-- PROBLEM STATEMENT --
From the entries below, copy every line that has the word "this".

Collected data
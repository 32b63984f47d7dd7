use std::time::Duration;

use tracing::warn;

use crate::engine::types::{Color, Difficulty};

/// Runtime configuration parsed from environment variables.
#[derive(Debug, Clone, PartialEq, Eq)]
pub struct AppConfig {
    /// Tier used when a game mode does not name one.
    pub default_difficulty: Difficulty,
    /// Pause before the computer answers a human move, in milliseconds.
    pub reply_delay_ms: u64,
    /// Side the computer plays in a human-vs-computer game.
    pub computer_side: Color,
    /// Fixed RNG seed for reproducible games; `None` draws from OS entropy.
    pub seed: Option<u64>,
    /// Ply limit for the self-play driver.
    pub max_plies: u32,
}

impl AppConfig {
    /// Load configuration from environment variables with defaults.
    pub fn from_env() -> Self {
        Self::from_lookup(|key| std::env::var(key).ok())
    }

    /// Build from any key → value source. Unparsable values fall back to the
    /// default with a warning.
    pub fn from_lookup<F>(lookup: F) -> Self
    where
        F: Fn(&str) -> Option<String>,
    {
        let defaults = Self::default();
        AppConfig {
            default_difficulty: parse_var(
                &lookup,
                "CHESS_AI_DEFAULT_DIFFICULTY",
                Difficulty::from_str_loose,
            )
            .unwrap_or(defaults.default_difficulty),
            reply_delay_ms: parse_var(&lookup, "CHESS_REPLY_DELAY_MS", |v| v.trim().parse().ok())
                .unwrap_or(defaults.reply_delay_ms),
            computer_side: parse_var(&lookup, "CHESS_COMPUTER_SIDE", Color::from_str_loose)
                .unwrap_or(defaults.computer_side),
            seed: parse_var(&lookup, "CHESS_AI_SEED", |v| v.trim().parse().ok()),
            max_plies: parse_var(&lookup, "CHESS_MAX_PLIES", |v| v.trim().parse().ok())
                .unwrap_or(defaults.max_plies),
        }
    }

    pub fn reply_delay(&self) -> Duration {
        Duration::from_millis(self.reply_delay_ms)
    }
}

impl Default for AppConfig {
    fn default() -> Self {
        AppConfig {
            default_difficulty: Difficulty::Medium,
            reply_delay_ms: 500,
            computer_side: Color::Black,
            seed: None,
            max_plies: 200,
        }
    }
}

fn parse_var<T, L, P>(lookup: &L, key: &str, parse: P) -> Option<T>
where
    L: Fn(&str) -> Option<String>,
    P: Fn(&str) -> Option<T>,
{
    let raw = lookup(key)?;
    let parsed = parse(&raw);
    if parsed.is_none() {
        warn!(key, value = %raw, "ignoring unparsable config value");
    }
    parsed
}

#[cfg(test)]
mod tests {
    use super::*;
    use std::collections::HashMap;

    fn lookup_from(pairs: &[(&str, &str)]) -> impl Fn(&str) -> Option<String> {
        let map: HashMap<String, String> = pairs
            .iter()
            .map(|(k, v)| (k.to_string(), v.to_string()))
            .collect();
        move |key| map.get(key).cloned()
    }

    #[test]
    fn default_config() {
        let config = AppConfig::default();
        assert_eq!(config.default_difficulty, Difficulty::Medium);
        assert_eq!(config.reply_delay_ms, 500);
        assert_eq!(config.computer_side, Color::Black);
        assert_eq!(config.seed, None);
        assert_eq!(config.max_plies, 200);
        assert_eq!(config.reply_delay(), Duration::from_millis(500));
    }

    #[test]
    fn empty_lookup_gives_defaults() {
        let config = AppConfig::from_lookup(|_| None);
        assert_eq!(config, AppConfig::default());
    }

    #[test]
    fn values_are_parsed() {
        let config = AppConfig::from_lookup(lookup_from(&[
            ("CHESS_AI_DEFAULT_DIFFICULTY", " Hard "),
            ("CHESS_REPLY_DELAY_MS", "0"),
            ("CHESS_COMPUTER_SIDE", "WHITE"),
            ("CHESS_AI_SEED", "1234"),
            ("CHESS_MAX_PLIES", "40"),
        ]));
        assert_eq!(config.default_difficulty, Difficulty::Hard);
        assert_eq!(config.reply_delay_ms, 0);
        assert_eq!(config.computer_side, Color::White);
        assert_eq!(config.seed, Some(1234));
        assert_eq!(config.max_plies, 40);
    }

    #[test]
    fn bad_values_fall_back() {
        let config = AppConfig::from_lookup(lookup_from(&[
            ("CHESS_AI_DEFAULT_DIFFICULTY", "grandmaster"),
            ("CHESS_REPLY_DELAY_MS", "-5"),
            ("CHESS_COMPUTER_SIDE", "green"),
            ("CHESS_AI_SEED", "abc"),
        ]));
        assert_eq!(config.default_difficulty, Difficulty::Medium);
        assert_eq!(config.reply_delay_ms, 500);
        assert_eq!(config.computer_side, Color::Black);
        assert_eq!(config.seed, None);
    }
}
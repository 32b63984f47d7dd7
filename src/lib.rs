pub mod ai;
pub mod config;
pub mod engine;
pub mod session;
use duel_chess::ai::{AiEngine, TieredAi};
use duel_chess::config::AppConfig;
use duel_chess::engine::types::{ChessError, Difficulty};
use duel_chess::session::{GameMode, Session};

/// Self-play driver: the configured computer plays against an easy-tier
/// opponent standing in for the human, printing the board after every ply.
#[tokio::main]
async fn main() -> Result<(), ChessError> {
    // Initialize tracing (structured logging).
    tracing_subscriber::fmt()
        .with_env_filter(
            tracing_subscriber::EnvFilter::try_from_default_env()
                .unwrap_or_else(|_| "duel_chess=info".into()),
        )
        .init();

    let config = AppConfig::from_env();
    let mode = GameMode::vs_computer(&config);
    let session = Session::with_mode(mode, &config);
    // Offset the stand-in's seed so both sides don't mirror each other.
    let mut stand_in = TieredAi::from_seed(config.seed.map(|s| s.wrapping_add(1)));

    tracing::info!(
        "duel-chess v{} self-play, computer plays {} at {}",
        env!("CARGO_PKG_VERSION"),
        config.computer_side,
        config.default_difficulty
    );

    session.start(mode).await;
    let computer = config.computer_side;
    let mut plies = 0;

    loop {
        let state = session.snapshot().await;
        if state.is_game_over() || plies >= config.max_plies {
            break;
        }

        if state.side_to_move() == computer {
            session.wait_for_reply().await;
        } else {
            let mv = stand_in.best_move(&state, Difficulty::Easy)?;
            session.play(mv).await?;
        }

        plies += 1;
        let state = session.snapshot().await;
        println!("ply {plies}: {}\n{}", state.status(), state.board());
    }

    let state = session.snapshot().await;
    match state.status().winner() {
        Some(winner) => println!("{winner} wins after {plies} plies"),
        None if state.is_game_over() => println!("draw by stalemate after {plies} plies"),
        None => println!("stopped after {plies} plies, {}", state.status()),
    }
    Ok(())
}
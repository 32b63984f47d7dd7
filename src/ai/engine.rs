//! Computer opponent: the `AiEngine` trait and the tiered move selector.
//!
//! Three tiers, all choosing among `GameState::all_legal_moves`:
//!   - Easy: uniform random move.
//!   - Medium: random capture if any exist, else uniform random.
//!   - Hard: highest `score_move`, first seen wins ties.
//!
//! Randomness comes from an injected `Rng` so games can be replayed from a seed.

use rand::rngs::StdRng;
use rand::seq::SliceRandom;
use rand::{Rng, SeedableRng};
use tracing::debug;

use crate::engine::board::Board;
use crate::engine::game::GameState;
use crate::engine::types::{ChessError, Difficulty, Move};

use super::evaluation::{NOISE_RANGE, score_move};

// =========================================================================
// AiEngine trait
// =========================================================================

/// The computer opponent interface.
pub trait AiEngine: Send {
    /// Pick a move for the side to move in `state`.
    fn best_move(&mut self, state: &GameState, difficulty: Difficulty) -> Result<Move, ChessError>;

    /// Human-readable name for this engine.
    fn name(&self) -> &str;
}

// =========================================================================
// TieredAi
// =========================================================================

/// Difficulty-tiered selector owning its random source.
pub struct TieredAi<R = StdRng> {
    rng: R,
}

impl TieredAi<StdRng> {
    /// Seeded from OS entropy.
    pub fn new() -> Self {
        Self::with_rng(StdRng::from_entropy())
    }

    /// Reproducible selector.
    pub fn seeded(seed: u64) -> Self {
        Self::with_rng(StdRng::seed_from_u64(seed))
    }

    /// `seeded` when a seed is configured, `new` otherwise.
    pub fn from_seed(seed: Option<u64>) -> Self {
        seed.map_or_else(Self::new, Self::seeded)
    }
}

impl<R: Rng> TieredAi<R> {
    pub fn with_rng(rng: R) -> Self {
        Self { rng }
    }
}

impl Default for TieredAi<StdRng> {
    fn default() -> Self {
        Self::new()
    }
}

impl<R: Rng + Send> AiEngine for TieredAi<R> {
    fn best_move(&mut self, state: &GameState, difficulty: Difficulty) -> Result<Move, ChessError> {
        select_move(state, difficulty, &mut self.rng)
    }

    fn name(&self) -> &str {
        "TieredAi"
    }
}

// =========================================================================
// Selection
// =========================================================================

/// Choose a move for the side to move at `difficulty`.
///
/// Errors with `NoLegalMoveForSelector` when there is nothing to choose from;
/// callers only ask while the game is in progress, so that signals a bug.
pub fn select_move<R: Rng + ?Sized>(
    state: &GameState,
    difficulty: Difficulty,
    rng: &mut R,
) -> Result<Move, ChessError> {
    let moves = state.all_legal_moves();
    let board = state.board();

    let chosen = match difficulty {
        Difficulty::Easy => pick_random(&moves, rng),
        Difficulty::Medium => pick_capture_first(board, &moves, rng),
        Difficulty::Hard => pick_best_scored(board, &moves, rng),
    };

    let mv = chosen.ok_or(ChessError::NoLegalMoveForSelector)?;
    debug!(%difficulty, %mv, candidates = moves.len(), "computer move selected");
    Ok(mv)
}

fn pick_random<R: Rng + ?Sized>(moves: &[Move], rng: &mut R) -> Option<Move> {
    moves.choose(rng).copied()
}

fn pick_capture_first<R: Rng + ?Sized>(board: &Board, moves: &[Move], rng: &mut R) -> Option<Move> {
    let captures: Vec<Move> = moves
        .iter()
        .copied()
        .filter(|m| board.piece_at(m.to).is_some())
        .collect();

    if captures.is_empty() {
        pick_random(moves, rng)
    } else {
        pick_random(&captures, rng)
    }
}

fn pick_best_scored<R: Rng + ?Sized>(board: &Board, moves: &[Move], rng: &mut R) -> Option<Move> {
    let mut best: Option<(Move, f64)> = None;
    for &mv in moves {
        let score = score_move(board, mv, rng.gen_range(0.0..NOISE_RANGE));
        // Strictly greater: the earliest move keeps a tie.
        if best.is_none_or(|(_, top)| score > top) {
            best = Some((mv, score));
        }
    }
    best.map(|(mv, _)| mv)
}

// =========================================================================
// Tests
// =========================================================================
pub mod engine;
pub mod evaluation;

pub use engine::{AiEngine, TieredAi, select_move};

--

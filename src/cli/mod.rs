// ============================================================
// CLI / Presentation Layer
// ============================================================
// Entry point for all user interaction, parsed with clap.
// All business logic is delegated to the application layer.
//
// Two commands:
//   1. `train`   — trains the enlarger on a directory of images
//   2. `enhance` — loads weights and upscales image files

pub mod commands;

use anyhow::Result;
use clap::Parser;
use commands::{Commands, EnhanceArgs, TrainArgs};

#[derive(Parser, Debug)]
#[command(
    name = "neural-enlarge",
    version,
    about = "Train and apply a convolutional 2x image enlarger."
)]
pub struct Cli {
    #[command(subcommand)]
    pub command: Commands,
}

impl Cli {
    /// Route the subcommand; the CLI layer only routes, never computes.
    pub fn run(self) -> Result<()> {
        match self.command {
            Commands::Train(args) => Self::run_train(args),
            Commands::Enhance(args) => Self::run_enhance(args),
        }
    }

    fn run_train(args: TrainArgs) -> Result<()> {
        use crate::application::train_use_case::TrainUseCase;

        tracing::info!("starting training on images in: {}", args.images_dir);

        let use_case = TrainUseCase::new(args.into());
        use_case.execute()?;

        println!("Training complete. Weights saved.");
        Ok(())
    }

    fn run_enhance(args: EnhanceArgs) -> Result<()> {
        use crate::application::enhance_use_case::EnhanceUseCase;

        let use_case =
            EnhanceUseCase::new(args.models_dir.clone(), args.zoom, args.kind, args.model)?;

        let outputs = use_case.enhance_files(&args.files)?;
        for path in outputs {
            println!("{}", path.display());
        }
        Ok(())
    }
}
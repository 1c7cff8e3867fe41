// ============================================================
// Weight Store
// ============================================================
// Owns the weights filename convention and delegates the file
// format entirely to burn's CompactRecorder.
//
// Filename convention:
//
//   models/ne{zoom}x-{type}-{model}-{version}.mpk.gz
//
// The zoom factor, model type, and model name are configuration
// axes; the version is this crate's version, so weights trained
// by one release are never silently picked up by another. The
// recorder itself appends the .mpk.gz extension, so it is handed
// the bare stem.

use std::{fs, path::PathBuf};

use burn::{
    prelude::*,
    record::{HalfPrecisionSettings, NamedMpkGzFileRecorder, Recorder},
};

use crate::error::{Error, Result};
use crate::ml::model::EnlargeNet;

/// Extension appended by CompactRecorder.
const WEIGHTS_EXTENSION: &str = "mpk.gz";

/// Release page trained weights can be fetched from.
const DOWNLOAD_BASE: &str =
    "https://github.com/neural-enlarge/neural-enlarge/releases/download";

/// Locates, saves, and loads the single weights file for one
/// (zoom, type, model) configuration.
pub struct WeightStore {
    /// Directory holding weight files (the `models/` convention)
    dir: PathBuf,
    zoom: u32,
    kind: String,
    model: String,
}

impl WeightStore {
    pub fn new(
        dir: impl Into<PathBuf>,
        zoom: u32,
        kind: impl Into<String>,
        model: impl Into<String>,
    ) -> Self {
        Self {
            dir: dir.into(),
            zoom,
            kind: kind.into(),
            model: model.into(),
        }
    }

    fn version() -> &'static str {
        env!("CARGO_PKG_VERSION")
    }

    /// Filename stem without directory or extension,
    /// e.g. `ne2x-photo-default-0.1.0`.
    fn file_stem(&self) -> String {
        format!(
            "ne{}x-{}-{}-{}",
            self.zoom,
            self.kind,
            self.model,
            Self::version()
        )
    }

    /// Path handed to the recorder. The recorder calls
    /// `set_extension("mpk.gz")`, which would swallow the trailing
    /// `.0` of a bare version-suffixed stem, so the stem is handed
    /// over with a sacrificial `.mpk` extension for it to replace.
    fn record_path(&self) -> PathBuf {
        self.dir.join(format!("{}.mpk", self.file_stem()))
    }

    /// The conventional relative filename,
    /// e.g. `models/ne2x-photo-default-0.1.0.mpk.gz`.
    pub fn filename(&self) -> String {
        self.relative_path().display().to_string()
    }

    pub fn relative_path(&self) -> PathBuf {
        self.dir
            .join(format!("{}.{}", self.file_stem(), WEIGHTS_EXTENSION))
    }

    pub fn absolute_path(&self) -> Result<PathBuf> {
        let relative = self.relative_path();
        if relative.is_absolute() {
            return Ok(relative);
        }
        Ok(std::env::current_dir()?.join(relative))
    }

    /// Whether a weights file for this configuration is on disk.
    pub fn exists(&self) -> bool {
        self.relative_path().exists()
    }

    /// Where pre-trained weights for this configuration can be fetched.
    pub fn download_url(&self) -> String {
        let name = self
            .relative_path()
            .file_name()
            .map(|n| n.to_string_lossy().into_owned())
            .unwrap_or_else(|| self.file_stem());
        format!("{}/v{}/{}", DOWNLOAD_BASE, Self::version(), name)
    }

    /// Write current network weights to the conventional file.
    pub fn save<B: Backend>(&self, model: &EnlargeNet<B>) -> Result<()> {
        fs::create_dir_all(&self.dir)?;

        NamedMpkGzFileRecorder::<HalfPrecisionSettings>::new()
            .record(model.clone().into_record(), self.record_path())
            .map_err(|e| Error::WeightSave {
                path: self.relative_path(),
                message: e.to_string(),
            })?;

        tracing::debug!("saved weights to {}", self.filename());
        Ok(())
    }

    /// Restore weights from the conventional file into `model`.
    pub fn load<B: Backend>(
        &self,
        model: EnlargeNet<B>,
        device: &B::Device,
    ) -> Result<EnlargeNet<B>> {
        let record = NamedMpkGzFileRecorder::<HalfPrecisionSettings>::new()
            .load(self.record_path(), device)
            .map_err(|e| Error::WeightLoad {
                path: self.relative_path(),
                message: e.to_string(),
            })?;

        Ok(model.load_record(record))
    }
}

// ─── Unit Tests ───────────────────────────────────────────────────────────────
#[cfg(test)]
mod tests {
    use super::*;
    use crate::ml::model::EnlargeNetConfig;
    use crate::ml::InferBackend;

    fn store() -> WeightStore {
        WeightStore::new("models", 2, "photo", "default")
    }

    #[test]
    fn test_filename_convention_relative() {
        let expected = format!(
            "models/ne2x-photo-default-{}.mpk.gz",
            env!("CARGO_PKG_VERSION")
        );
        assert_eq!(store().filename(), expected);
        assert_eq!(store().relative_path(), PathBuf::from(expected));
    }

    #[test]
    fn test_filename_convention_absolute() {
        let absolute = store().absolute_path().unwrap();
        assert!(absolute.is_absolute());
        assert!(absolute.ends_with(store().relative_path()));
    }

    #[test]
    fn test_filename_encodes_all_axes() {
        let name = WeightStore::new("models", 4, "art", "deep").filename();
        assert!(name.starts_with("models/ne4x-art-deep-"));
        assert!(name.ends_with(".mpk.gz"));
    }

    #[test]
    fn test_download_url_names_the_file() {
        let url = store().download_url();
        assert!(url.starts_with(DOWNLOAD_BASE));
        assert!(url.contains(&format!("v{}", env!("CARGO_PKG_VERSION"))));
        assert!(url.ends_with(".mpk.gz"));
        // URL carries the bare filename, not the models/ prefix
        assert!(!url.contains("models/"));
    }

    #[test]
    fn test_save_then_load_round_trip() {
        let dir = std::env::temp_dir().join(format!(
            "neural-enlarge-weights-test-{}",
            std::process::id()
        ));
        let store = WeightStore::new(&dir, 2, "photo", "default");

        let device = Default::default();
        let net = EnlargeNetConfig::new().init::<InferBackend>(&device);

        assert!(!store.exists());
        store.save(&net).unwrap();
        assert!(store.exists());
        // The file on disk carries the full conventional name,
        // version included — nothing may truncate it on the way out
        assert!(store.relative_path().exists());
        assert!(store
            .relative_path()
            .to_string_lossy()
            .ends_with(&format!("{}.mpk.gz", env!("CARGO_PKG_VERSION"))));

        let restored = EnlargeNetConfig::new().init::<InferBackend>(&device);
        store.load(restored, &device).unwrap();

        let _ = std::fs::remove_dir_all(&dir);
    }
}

-- SOLUTION --
    /// Human-readable name for this engine.
// axes; the version is this crate's version, so weights trained
    /// Whether a weights file for this configuration is on disk.
    /// Where pre-trained weights for this configuration can be fetched.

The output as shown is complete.